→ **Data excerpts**
━━━━━━━━━━━━━━━━━━━━

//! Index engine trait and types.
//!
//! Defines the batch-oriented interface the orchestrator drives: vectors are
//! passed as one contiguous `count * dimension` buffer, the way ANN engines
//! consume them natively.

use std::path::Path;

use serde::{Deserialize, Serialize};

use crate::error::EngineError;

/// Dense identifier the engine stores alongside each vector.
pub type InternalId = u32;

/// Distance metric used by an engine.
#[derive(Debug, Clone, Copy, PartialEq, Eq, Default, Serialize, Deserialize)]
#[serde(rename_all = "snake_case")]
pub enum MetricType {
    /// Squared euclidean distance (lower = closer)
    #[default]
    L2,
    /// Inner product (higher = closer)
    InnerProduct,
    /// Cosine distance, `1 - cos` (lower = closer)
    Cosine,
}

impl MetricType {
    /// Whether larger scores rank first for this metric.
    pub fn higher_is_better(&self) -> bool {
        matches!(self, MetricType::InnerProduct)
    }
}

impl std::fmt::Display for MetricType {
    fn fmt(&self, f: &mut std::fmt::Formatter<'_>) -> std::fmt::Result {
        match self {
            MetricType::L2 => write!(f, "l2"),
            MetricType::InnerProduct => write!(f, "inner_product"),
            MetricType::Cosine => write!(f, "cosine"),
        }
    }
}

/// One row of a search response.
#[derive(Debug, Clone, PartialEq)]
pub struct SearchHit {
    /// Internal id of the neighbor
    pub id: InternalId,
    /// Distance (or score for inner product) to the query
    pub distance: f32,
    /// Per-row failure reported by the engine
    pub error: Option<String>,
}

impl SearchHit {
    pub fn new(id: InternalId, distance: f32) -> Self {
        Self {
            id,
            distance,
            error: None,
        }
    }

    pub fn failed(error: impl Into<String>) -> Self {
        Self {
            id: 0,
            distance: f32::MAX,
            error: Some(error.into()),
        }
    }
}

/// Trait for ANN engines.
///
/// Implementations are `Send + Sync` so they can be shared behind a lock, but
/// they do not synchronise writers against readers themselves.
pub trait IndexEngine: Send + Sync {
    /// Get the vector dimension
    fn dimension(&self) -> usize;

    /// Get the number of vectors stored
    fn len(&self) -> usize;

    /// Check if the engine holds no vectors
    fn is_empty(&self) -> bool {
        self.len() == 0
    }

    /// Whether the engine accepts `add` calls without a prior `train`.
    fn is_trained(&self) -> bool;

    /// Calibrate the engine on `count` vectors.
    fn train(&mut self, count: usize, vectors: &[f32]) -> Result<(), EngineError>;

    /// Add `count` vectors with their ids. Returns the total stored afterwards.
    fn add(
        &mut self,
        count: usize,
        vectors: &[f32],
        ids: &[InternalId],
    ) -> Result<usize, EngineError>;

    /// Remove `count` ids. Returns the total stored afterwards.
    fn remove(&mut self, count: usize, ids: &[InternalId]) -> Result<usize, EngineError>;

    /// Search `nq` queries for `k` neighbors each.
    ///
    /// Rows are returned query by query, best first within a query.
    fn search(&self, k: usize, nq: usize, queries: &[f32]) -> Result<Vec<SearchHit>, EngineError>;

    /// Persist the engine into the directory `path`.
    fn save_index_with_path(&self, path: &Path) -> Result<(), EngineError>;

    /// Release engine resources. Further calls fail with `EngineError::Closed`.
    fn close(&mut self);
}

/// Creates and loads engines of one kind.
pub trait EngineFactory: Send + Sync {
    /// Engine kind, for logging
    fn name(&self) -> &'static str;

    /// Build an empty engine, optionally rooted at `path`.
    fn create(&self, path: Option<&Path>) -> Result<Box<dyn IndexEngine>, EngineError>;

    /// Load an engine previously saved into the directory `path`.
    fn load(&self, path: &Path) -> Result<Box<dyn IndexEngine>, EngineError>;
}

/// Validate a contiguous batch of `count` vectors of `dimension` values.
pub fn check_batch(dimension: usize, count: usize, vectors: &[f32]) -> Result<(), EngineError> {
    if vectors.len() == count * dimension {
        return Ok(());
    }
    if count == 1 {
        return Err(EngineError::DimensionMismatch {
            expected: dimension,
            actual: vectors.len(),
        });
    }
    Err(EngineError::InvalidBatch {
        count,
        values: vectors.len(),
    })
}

━━━━━━━━━━━━━━━━━━━━

→ **REQUIREMENT**
How many lines in the records above contain the word "closer"? Answer with the number alone.

→ **EXERCISE RESPONSE**
3